---------- Study material
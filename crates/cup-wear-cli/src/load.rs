//! PLY mesh loading.
//!
//! Supports ASCII and binary PLY with `vertex` elements carrying `x`, `y`,
//! `z` (and optionally `nx`, `ny`, `nz`) and `face` elements carrying a
//! `vertex_indices` list. Polygons are fan-triangulated.

use std::fs::File;
use std::io::BufReader;
use std::path::Path;

use anyhow::{Context, Result, anyhow, bail};
use cup_wear::Mesh;
use ply_rs::parser::Parser;
use ply_rs::ply::{DefaultElement, Property};
use tracing::{debug, info};

/// Load a triangle mesh from a PLY file.
pub fn load_ply(path: &Path) -> Result<Mesh> {
    info!("Loading mesh from {:?}", path);

    let file = File::open(path).with_context(|| format!("Failed to open {:?}", path))?;
    let mut reader = BufReader::new(file);

    let parser = Parser::<DefaultElement>::new();
    let ply = parser
        .read_ply(&mut reader)
        .map_err(|e| anyhow!("PLY parse error in {:?}: {:?}", path, e))?;

    let mut positions: Vec<f64> = Vec::new();
    let mut normals: Vec<f64> = Vec::new();
    if let Some(vertices) = ply.payload.get("vertex") {
        positions.reserve(vertices.len() * 3);
        for vertex in vertices {
            for name in ["x", "y", "z"] {
                positions.push(ply_float(vertex.get(name)).with_context(|| {
                    format!("Missing or invalid vertex property {:?} in {:?}", name, path)
                })?);
            }
            if let (Some(nx), Some(ny), Some(nz)) = (
                ply_float(vertex.get("nx")),
                ply_float(vertex.get("ny")),
                ply_float(vertex.get("nz")),
            ) {
                normals.extend([nx, ny, nz]);
            }
        }
    }

    // Partial normals are ignored; the mesh recomputes them.
    if normals.len() != positions.len() {
        normals.clear();
    }

    let mut indices: Vec<u32> = Vec::new();
    if let Some(faces) = ply.payload.get("face") {
        for face in faces {
            let polygon = face
                .get("vertex_indices")
                .or_else(|| face.get("vertex_index"))
                .and_then(ply_index_list)
                .with_context(|| format!("Face without a vertex index list in {:?}", path))?;
            for i in 1..polygon.len().saturating_sub(1) {
                indices.extend([polygon[0], polygon[i], polygon[i + 1]]);
            }
        }
    }

    if indices.is_empty() {
        bail!("{:?} contains no faces", path);
    }

    debug!(
        "PLY loaded: {} vertices, {} triangles",
        positions.len() / 3,
        indices.len() / 3
    );

    Ok(Mesh::from_buffers(&positions, &normals, &indices)?)
}

fn ply_float(prop: Option<&Property>) -> Option<f64> {
    match prop? {
        Property::Float(v) => Some(*v as f64),
        Property::Double(v) => Some(*v),
        Property::Int(v) => Some(*v as f64),
        Property::UInt(v) => Some(*v as f64),
        Property::Short(v) => Some(*v as f64),
        Property::UShort(v) => Some(*v as f64),
        Property::Char(v) => Some(*v as f64),
        Property::UChar(v) => Some(*v as f64),
        _ => None,
    }
}

fn ply_index_list(prop: &Property) -> Option<Vec<u32>> {
    match prop {
        Property::ListInt(v) => v.iter().map(|&i| u32::try_from(i).ok()).collect(),
        Property::ListUInt(v) => Some(v.clone()),
        Property::ListShort(v) => v.iter().map(|&i| u32::try_from(i).ok()).collect(),
        Property::ListUShort(v) => Some(v.iter().map(|&i| i as u32).collect()),
        Property::ListUChar(v) => Some(v.iter().map(|&i| i as u32).collect()),
        _ => None,
    }
}

#[cfg(test)]
mod tests {
    use super::*;
    use std::io::Write;

    fn write_temp(name: &str, contents: &str) -> std::path::PathBuf {
        let path = std::env::temp_dir().join(format!("cupwear-{}-{}.ply", name, std::process::id()));
        let mut file = File::create(&path).unwrap();
        file.write_all(contents.as_bytes()).unwrap();
        path
    }

    const QUAD: &str = "ply
format ascii 1.0
element vertex 4
property float x
property float y
property float z
element face 1
property list uchar int vertex_indices
end_header
0 0 0
1 0 0
1 1 0
0 1 0
4 0 1 2 3
";

    #[test]
    fn test_load_quad_is_fan_triangulated() {
        let path = write_temp("quad", QUAD);
        let mesh = load_ply(&path).unwrap();
        std::fs::remove_file(&path).ok();

        assert_eq!(mesh.vertex_count(), 4);
        assert_eq!(mesh.faces, vec![[0, 1, 2], [0, 2, 3]]);
        assert_eq!(mesh.normals.len(), 4);
    }

    #[test]
    fn test_load_rejects_out_of_range_index() {
        let broken = QUAD.replace("4 0 1 2 3", "3 0 1 9");
        let path = write_temp("broken", &broken);
        let err = load_ply(&path).unwrap_err();
        std::fs::remove_file(&path).ok();

        let wear = err.downcast_ref::<cup_wear::WearError>().unwrap();
        assert_eq!(wear.code(), cup_wear::ErrorCode::InvalidVertexIndex);
    }

    #[test]
    fn test_load_missing_file() {
        assert!(load_ply(Path::new("/nonexistent/cup.ply")).is_err());
    }
}
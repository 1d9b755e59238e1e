//! Rim trimming.
//!
//! Scan data is least reliable at the open rim of the cup. Trimming removes
//! the lowest band of the surface measured along the cup axis.

use nalgebra::Vector3;
use tracing::debug;

use crate::types::Mesh;

/// Value at a percentile of `values`, linearly interpolated between order
/// statistics at rank `p / 100 * (n - 1)`.
///
/// `percent` is clamped to `[0, 100]`. Returns 0 for an empty slice.
pub fn percentile(values: &[f64], percent: f64) -> f64 {
    if values.is_empty() {
        return 0.0;
    }
    let mut sorted = values.to_vec();
    sorted.sort_by(|a, b| a.total_cmp(b));
    percentile_sorted(&sorted, percent)
}

/// [`percentile`] on values that are already sorted ascending.
pub fn percentile_sorted(sorted: &[f64], percent: f64) -> f64 {
    if sorted.is_empty() {
        return 0.0;
    }
    let rank = percent.clamp(0.0, 100.0) / 100.0 * (sorted.len() - 1) as f64;
    let lo = rank.floor() as usize;
    let hi = rank.ceil() as usize;
    let t = rank - lo as f64;
    sorted[lo] + (sorted[hi] - sorted[lo]) * t
}

/// Remove the lowest `percent` of the surface along `axis`.
///
/// Heights are measured along `axis` from the mesh centroid. Faces with any
/// vertex at or below the height at the given percentile are dropped; the
/// kept faces are rebuilt into a compact mesh. `percent` is clamped to
/// `[0, 100)`; zero returns an identical copy.
pub fn trim_rim(mesh: &Mesh, axis: &Vector3<f64>, percent: f64) -> Mesh {
    let percent = if percent.is_finite() {
        percent.clamp(0.0, 100.0 - f64::EPSILON * 100.0)
    } else {
        0.0
    };
    if percent <= 0.0 || mesh.positions.is_empty() {
        return mesh.clone();
    }

    let centroid = mesh.centroid();
    let heights: Vec<f64> = mesh
        .positions
        .iter()
        .map(|p| (p - centroid).dot(axis))
        .collect();
    let threshold = percentile(&heights, percent);

    let kept: Vec<u32> = mesh
        .faces
        .iter()
        .enumerate()
        .filter(|(_, face)| face.iter().all(|&v| heights[v as usize] > threshold))
        .map(|(f, _)| f as u32)
        .collect();

    debug!(
        target: "cup_wear::pipeline",
        percent = percent,
        threshold = threshold,
        kept_faces = kept.len(),
        removed_faces = mesh.face_count() - kept.len(),
        "Trimmed rim"
    );

    mesh.submesh(&kept)
}

#[cfg(test)]
mod tests {
    use super::*;
    use crate::synthetic::hemisphere_cap;
    use approx::assert_relative_eq;

    #[test]
    fn test_percentile_interpolates() {
        let values = [4.0, 1.0, 3.0, 2.0];
        assert_relative_eq!(percentile(&values, 0.0), 1.0);
        assert_relative_eq!(percentile(&values, 100.0), 4.0);
        assert_relative_eq!(percentile(&values, 50.0), 2.5);
        assert_relative_eq!(percentile(&values, 75.0), 3.25);
        assert_eq!(percentile(&[], 50.0), 0.0);
        assert_relative_eq!(percentile(&[7.0], 30.0), 7.0);
    }

    #[test]
    fn test_zero_percent_is_identity() {
        let cap = hemisphere_cap(14.0, 1.0, 80.0);
        let trimmed = trim_rim(&cap, &Vector3::z(), 0.0);
        assert_eq!(trimmed.faces, cap.faces);
        assert_eq!(trimmed.positions, cap.positions);
    }

    #[test]
    fn test_trim_removes_rim_band() {
        let cap = hemisphere_cap(14.0, 0.5, 80.0);
        let trimmed = trim_rim(&cap, &Vector3::z(), 10.0);

        assert!(trimmed.face_count() < cap.face_count());
        let min_z_before = cap.positions.iter().map(|p| p.z).fold(f64::INFINITY, f64::min);
        let min_z_after = trimmed.positions.iter().map(|p| p.z).fold(f64::INFINITY, f64::min);
        assert!(min_z_after > min_z_before);

        // The pole survives.
        let max_z = trimmed.positions.iter().map(|p| p.z).fold(f64::NEG_INFINITY, f64::max);
        assert_relative_eq!(max_z, 14.0, epsilon = 1e-9);
    }

    #[test]
    fn test_trim_with_reversed_axis_removes_pole() {
        let cap = hemisphere_cap(14.0, 0.5, 80.0);
        let trimmed = trim_rim(&cap, &(-Vector3::z()), 10.0);
        let max_z = trimmed.positions.iter().map(|p| p.z).fold(f64::NEG_INFINITY, f64::max);
        assert!(max_z < 14.0);
    }

    #[test]
    fn test_trim_is_monotone() {
        let cap = hemisphere_cap(14.0, 0.7, 80.0);
        let mut previous = cap.face_count();
        for percent in [2.0, 5.0, 7.0, 12.0, 20.0] {
            let count = trim_rim(&cap, &Vector3::z(), percent).face_count();
            assert!(count <= previous);
            previous = count;
        }
    }

    #[test]
    fn test_trim_clamps_percent() {
        let cap = hemisphere_cap(14.0, 1.0, 80.0);
        let all_gone = trim_rim(&cap, &Vector3::z(), 250.0);
        assert_eq!(all_gone.face_count(), 0);
        let negative = trim_rim(&cap, &Vector3::z(), -5.0);
        assert_eq!(negative.face_count(), cap.face_count());
    }
}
--------------------
_Task instructions_. Copy exactly the line containing "assert_eq!(all_gone.face_count(), 0);" and each line after it through the end of the records above.

_Task answer_.
        assert_eq!(all_gone.face_count(), 0);
        let negative = trim_rim(&cap, &Vector3::z(), -5.0);
        assert_eq!(negative.face_count(), cap.face_count());
    }
}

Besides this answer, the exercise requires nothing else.